2003 Seattle Annual Meeting (November 2–5, 2003)

Paper No. 18
Presentation Time: 8:00 AM-12:00 PM

ITERATIVE PATTERNS OF WALL TEXTURE EVOLUTION AND ITS SIGNIFICANCE FOR PHYLOGENETIC RECONSTRUCTION AMONG CENOZOIC PLANKTONIC FORAMINIFERA


GILL, Peter J. and KELLY, D.C., Geology & Geophysics, Univ of Wisconsin - Madison, 1215 W. Dayton Street, Weeks Hall, Madison, WI 53706, pgill@wisc.edu

Patterns of wall texture on the surfaces of planktonic foraminiferal tests have been shown to be important characters for reconstructing evolutionary lineages.

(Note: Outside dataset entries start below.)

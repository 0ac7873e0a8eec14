pub mod complex_mesh;
pub mod geometry;
pub mod wrap;

pub use complex_mesh::{ComplexMesh, MeshSlot, VectorMesh};
pub use geometry::MeshGeometry;
pub use wrap::wrap_mesh_index;
use glam::DVec3;

/// Per-particle stencil data kept between an assignment pass and the
/// back-interpolation that reads the same mesh state.
///
/// Weight fractions already include the particle charge. Derivative weights
/// are stored as one `DVec3` per stencil cell, which replaces the separate
/// per-axis arrays of older layouts.
#[derive(Debug, Clone, PartialEq)]
pub struct AssignmentCache {
    order: usize,
    stencil_size: usize,
    base: Vec<[usize; 3]>,
    fractions: Vec<f64>,
    derivatives: Option<Vec<DVec3>>,
}

impl AssignmentCache {
    pub fn new(order: usize) -> Self {
        Self { order, stencil_size: order * order * order, base: Vec::new(),
               fractions: Vec::new(), derivatives: None }
    }

    /// Sizes the cache for `num_particles`. Contents are stale until the next
    /// assignment pass overwrites them.
    pub fn prepare(&mut self, num_particles: usize, with_derivatives: bool) {
        self.base.resize(num_particles, [0; 3]);
        self.fractions.resize(num_particles * self.stencil_size, 0.0);
        if with_derivatives {
            self.derivatives.get_or_insert_with(Vec::new)
                .resize(num_particles * self.stencil_size, DVec3::ZERO);
        } else {
            self.derivatives = None;
        }
    }

    pub fn order(&self) -> usize {
        self.order
    }

    /// Cells per particle, `order^3`.
    pub fn stencil_size(&self) -> usize {
        self.stencil_size
    }

    pub fn len(&self) -> usize {
        self.base.len()
    }

    pub fn is_empty(&self) -> bool {
        self.base.is_empty()
    }

    pub fn has_derivatives(&self) -> bool {
        self.derivatives.is_some()
    }

    pub fn base(&self, particle: usize) -> [usize; 3] {
        self.base[particle]
    }

    pub fn fractions(&self, particle: usize) -> &[f64] {
        let n = self.stencil_size;
        &self.fractions[particle * n..(particle + 1) * n]
    }

    pub fn derivatives(&self, particle: usize) -> Option<&[DVec3]> {
        let n = self.stencil_size;
        self.derivatives.as_ref().map(|d| &d[particle * n..(particle + 1) * n])
    }

    pub(crate) fn bases(&self) -> &[[usize; 3]] {
        &self.base
    }

    pub(crate) fn all_fractions(&self) -> &[f64] {
        &self.fractions
    }

    pub(crate) fn all_derivatives(&self) -> Option<&[DVec3]> {
        self.derivatives.as_deref()
    }

    pub(crate) fn parts_mut(&mut self) -> (&mut [[usize; 3]], &mut [f64], Option<&mut [DVec3]>) {
        (&mut self.base, &mut self.fractions, self.derivatives.as_deref_mut())
    }
}
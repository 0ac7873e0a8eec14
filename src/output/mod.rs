pub mod diagnostic_output;
pub mod vti_output;

pub use diagnostic_output::AssignmentLogger;
pub use diagnostic_output::ForceDiagnostics;
pub use diagnostic_output::PassDiagnostics;
pub use vti_output::WriteVti;
#![allow(dead_code)]

use glam::DVec3;
use rand::rngs::StdRng;
use rand::{Rng, SeedableRng};

use p3m_charge_assign::{ComplexMesh, MeshSlot, MeshSolver, ParticleSystem, SubMesh, VectorMesh};

/// Uniformly placed particles with charges in `[-1, 2)`, so the total is not zero.
pub fn random_system(n: usize, box_length: f64, seed: u64) -> ParticleSystem {
    let mut rng = StdRng::seed_from_u64(seed);
    let positions = (0..n)
        .map(|_| DVec3::new(rng.gen_range(0.0..box_length), rng.gen_range(0.0..box_length),
                            rng.gen_range(0.0..box_length)))
        .collect();
    let charges = (0..n).map(|_| rng.gen_range(-1.0..2.0)).collect();
    ParticleSystem::from_parts(box_length, positions, charges).unwrap()
}

/// Particles confined to `[lo, hi)` on every axis.
pub fn clustered_system(n: usize, box_length: f64, lo: f64, hi: f64, seed: u64) -> ParticleSystem {
    let mut rng = StdRng::seed_from_u64(seed);
    let positions = (0..n)
        .map(|_| DVec3::new(rng.gen_range(lo..hi), rng.gen_range(lo..hi), rng.gen_range(lo..hi)))
        .collect();
    let charges = (0..n).map(|_| rng.gen_range(-1.0..1.0)).collect();
    ParticleSystem::from_parts(box_length, positions, charges).unwrap()
}

pub fn assert_close(a: DVec3, b: DVec3, tol: f64) {
    assert!((a - b).abs().max_element() <= tol, "{a} vs {b} (tol {tol})");
}

/// Field that is the same everywhere, ignoring the charge.
pub struct UniformField(pub DVec3);

impl MeshSolver for UniformField {
    fn solve_field(&mut self, _sub: SubMesh, slot: MeshSlot, _charge: &ComplexMesh,
                   field: &mut VectorMesh) {
        field.fill_slot(slot, self.0);
    }

    fn solve_energy(&mut self, _sub: SubMesh, slot: MeshSlot, mesh: &mut ComplexMesh) {
        mesh.fill_slot(slot, 0.0);
    }
}

/// Energy density equal to the x cell index, `phi(i, j, k) = i`.
pub struct LinearPotential;

impl MeshSolver for LinearPotential {
    fn solve_field(&mut self, _sub: SubMesh, slot: MeshSlot, _charge: &ComplexMesh,
                   field: &mut VectorMesh) {
        field.fill_slot(slot, DVec3::ZERO);
    }

    fn solve_energy(&mut self, _sub: SubMesh, slot: MeshSlot, mesh: &mut ComplexMesh) {
        fill_linear_x(mesh, slot);
    }
}

pub fn fill_linear_x(mesh: &mut ComplexMesh, slot: MeshSlot) {
    let m = mesh.mesh();
    for i in 0..m {
        for j in 0..m {
            for k in 0..m {
                mesh.set(i, j, k, slot, i as f64);
            }
        }
    }
}
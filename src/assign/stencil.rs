use glam::DVec3;

use crate::interpolation::InterpolationTable;
use crate::mesh_3d::{wrap_mesh_index, MeshGeometry};

/// Read-only state shared by every particle of one pass.
#[derive(Debug, Clone, Copy)]
pub struct StencilContext<'a> {
    pub geometry: &'a MeshGeometry,
    pub table: &'a InterpolationTable,
    /// 0 for the primary mesh, 0.5 cells for the interlaced one.
    pub shift: f64,
}

/// Where one particle's stencil starts and which table rows it uses.
#[derive(Debug, Clone, Copy, PartialEq, Eq)]
pub struct Stencil {
    pub base: [usize; 3],
    pub sample: [usize; 3],
}

/// Locates the stencil of a particle at `position` for the given order.
///
/// In mesh units `pos = x / h - (order - 1) / 2 + shift`; the nearest mesh
/// point `floor(pos + 0.5)` is the first stencil cell and the remainder picks
/// the table row. Ties at cell boundaries go up, there is no special case.
#[inline]
pub fn locate(position: DVec3, order: usize, ctx: &StencilContext) -> Stencil {
    debug_assert!(position.cmpge(DVec3::ZERO).all()
                  && position.cmplt(DVec3::splat(ctx.geometry.box_length())).all(),
                  "particle at {position} outside the box");
    let pos_shift = 0.5 * (order - 1) as f64;
    let mesh = ctx.geometry.mesh();
    let hi = ctx.geometry.mesh_per_length();

    let mut base = [0; 3];
    let mut sample = [0; 3];
    for dim in 0..3 {
        let pos = position[dim] * hi - pos_shift + ctx.shift;
        let nmp = (pos + 0.5).floor();
        base[dim] = wrap_mesh_index(nmp as isize, mesh);
        sample[dim] = ctx.table.sample_index(pos - nmp + 0.5);
    }
    Stencil { base, sample }
}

Test wall texture is typically a conservative character that exhibits little change for prolonged periods throughout a lineage’s history. Exceptions to this conservatism occur during the early evolutionary stages of several key Cenozoic lineages. It is during these early, critical stages of morphological evolution that wall textures can exhibit significant degrees of modification prior to becoming fully established within a lineage. For example, the evolution of Praemurica uncinata into Morozovella angulata during the late Danian entailed a transformation from a coarsely cancellate, “neogloboquadrinid” ancestral texture to a smooth-walled, heavily pustulose (muricate) descendant texture. This evolutionary shift in wall texture took ~200 k.y., and is coupled to profound changes in test morphology and paleoecology. Subsequent to the P. uncinata/M. angulata transition, the muricate wall texture of the morozovellids remained a relatively fixed character for nearly 23 m.y. Hence, significant degrees of evolutionary change are concentrated within brief intervals that are confined to the early stages of diversification. Scanning electron microscopy is used to demonstrate that patterns of wall texture evolution within the non-spinose, Neogene Globorotalia (Fohsella) and Globorotalia (Globoconella) lineages are grossly similar to those seen in the Paleogene morozovellids. The primitive wall texture of ancestral G. (Fohsella) peripheroronda is distinctly coarser and more deeply pitted than that of its smooth walled descendants, G. (Fohsella) peripheroacuta and G. (Fohsella) fohsi. Likewise, an early ancestor of the G. (Globoconella) lineage – G. (Globoconella) incognita – possesses a coarse, deeply-pitted wall texture, while its descendants G. (Globoconella) miozea and G. (Globoconella) conoidea have smooth, pustulose wall textures. The patterns of wall texture evolution seen in these phylogenetically removed Paleogene and Neogene lineages qualify as an example of iterative evolution, and indicate that wall texture alone should not be used as an uncorroborated diagnostic tool for retracing the early, ancestral roots of lineages.